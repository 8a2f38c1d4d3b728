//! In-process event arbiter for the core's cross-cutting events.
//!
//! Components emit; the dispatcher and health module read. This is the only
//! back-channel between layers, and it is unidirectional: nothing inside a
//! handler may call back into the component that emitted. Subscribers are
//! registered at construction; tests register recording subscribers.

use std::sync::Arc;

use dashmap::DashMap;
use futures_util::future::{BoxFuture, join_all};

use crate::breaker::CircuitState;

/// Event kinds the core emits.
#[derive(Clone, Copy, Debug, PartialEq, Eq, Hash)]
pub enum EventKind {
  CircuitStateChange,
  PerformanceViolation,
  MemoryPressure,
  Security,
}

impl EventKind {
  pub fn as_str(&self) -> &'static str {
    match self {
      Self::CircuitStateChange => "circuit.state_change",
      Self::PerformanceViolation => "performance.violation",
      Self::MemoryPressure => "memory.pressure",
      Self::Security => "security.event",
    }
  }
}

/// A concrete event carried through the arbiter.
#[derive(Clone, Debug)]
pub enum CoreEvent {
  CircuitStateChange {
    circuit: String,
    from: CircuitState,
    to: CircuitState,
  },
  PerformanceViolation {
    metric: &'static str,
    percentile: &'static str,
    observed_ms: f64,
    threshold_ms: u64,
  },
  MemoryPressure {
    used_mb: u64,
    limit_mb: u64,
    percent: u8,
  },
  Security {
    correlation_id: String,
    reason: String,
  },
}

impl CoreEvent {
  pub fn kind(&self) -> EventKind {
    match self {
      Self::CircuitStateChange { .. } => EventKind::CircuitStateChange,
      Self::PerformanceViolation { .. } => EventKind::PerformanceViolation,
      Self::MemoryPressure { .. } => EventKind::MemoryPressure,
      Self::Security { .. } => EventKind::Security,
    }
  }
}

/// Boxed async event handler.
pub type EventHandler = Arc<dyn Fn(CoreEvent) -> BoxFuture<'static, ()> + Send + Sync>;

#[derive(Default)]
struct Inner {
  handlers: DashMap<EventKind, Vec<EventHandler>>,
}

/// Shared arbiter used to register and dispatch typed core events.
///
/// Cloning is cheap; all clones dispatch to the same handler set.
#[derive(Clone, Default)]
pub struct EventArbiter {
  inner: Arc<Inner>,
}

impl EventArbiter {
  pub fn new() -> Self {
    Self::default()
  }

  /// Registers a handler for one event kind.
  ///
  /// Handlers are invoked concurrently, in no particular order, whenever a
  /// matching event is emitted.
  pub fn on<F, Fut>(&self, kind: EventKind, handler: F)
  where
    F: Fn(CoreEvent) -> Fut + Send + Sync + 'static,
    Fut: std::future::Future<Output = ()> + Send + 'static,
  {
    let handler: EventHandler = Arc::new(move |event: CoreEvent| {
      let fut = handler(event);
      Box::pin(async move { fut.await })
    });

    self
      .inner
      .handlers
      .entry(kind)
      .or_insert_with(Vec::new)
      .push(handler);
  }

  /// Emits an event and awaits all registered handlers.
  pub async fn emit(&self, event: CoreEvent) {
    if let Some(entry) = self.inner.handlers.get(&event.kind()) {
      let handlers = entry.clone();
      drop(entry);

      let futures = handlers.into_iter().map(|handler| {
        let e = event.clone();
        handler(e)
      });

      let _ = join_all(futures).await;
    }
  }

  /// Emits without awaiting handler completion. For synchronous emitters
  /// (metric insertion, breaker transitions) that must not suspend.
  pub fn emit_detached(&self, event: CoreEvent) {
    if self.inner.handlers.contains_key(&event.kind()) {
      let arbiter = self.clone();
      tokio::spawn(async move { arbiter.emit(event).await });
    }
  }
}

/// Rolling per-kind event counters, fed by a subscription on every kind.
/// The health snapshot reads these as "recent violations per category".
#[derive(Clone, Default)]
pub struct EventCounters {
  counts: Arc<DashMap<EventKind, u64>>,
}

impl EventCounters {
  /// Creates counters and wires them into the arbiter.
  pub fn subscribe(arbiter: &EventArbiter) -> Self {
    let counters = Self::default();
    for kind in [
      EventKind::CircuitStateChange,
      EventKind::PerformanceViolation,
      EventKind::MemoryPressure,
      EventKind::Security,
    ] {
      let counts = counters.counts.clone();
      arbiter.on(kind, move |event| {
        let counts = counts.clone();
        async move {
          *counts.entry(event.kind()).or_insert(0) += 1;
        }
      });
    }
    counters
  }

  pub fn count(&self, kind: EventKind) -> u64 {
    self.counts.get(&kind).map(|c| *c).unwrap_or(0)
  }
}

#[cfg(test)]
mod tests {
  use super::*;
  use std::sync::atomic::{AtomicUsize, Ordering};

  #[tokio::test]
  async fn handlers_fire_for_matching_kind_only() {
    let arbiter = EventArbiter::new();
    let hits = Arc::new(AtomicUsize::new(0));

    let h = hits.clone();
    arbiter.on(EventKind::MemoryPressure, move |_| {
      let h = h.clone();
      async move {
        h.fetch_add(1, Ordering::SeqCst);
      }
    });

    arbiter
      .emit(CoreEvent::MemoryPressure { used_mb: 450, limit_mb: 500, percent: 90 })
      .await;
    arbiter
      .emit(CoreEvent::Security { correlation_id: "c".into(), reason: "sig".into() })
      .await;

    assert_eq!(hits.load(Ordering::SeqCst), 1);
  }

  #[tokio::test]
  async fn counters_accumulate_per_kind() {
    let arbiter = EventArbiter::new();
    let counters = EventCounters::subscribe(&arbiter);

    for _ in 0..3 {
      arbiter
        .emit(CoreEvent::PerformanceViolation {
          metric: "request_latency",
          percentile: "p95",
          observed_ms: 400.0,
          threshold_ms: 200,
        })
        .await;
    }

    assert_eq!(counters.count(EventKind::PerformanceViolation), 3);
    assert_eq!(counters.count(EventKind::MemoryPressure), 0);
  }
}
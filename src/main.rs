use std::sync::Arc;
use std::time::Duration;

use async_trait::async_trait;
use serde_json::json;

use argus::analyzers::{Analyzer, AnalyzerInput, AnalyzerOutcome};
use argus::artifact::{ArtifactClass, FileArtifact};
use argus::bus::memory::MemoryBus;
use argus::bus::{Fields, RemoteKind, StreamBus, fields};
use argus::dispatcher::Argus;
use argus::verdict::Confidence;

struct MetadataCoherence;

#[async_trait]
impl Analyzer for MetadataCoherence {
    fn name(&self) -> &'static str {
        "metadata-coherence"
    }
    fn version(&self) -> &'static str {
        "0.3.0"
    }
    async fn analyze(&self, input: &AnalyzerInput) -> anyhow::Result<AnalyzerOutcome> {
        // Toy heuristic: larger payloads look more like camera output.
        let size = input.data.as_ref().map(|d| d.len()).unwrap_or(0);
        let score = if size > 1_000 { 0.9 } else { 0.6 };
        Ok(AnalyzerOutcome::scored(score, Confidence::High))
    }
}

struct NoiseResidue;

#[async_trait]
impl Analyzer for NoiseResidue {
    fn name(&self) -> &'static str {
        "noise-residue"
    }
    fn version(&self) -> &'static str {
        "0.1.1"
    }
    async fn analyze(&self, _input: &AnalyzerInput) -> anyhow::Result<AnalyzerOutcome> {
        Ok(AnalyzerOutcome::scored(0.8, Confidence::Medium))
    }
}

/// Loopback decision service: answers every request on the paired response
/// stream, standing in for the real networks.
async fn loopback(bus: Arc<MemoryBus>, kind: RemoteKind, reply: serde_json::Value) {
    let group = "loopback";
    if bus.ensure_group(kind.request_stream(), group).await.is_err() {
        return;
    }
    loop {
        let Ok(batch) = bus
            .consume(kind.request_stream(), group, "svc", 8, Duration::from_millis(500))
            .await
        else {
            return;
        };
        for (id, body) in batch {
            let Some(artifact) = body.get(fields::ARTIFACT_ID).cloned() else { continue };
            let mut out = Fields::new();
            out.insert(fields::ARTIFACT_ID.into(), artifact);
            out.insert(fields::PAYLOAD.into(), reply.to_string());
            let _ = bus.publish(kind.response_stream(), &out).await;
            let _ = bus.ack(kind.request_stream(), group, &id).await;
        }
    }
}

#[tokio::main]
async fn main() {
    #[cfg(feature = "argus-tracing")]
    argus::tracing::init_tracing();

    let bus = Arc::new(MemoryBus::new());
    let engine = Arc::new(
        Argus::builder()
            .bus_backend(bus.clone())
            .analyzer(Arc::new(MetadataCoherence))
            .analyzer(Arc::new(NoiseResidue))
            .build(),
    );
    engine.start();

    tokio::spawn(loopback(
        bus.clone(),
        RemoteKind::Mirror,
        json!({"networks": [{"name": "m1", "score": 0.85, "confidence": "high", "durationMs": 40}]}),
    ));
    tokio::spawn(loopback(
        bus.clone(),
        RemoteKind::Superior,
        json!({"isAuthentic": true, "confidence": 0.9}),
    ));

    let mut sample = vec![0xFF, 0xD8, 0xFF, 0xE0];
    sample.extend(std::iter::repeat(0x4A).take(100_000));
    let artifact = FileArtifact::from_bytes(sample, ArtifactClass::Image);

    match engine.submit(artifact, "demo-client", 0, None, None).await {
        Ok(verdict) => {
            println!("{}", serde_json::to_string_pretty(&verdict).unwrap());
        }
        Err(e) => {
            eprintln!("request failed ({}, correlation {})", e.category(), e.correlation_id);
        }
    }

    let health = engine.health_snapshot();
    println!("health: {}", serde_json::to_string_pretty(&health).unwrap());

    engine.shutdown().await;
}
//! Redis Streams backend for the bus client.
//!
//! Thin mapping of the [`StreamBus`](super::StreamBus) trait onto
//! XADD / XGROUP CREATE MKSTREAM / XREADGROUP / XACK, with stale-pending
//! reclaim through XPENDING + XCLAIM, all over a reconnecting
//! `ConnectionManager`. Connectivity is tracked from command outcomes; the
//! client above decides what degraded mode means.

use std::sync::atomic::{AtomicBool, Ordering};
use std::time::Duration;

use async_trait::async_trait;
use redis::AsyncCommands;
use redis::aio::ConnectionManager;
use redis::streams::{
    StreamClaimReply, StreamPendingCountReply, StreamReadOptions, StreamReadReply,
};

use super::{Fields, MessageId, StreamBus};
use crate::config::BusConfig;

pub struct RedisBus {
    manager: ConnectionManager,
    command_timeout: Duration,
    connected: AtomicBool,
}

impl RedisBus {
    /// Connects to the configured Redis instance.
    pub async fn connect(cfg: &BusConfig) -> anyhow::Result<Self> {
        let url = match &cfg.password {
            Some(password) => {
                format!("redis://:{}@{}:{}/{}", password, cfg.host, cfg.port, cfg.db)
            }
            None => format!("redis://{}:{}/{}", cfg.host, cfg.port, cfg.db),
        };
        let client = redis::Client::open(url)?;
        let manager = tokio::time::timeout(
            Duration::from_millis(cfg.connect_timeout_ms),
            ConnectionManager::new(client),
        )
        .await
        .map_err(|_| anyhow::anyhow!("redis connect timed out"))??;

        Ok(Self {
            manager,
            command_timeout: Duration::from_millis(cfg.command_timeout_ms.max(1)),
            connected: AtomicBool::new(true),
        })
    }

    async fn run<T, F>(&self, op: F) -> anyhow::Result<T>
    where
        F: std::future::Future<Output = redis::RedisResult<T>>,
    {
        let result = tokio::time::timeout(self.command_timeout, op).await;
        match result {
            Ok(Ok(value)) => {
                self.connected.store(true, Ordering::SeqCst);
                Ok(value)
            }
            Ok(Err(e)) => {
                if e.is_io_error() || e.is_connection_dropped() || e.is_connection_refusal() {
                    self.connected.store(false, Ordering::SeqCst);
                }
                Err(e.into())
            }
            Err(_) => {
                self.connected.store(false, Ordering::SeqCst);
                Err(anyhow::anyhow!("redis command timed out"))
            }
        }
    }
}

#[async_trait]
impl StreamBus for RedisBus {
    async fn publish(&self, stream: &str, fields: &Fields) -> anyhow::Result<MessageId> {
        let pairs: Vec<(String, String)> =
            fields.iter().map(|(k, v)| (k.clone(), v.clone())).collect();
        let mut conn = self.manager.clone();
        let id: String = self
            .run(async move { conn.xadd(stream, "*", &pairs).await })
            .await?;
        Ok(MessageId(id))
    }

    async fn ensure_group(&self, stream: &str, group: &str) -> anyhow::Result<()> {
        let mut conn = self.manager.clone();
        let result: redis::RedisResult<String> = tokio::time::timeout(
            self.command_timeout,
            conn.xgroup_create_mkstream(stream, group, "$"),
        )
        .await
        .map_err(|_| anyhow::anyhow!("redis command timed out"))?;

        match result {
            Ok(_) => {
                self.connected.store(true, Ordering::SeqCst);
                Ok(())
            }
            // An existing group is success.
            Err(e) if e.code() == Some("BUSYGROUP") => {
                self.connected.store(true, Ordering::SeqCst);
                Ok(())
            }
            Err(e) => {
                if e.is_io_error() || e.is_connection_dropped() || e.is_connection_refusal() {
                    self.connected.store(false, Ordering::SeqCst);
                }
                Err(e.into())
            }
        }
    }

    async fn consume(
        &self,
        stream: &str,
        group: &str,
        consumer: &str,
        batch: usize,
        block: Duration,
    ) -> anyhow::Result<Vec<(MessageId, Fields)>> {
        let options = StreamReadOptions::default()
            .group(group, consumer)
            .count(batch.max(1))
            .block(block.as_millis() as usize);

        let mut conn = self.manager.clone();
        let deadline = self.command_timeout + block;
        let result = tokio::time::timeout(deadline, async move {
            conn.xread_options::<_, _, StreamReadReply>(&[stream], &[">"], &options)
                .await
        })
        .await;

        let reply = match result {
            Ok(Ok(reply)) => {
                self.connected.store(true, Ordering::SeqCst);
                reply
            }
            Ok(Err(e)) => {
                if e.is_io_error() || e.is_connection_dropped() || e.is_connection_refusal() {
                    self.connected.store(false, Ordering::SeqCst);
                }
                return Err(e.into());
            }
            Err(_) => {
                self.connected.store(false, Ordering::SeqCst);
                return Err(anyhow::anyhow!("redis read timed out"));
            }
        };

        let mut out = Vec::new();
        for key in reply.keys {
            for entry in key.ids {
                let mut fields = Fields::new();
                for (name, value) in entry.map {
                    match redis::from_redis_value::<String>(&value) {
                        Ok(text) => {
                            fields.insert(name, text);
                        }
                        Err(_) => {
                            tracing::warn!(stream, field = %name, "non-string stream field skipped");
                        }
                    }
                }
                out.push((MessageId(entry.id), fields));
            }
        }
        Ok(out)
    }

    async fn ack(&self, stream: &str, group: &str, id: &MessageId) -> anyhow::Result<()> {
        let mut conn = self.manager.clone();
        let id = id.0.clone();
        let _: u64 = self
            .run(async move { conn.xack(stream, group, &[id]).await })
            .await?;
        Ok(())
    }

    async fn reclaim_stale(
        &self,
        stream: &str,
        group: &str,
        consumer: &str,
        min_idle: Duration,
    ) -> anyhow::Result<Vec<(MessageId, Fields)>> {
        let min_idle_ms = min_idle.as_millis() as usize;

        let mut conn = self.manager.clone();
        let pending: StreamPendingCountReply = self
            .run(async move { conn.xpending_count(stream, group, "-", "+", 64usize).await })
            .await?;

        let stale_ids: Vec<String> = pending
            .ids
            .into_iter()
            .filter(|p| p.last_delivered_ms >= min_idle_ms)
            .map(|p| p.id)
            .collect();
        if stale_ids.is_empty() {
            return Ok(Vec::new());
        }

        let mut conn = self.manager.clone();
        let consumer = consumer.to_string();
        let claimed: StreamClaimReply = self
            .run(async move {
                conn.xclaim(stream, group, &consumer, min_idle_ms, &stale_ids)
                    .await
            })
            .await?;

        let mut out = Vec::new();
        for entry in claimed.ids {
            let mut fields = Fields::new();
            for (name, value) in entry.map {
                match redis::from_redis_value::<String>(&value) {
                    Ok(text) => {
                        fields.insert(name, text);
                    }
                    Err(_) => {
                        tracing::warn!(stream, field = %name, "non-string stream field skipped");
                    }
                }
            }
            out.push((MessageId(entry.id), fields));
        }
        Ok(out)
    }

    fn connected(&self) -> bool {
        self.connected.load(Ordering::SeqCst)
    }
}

TASK STATEMENT:
Copy out each line of the data in which the word "EventHandler" appears.

TASK OUTPUT:
pub type EventHandler = Arc<dyn Fn(CoreEvent) -> BoxFuture<'static, ()> + Send + Sync>;
  handlers: DashMap<EventKind, Vec<EventHandler>>,
    let handler: EventHandler = Arc::new(move |event: CoreEvent| {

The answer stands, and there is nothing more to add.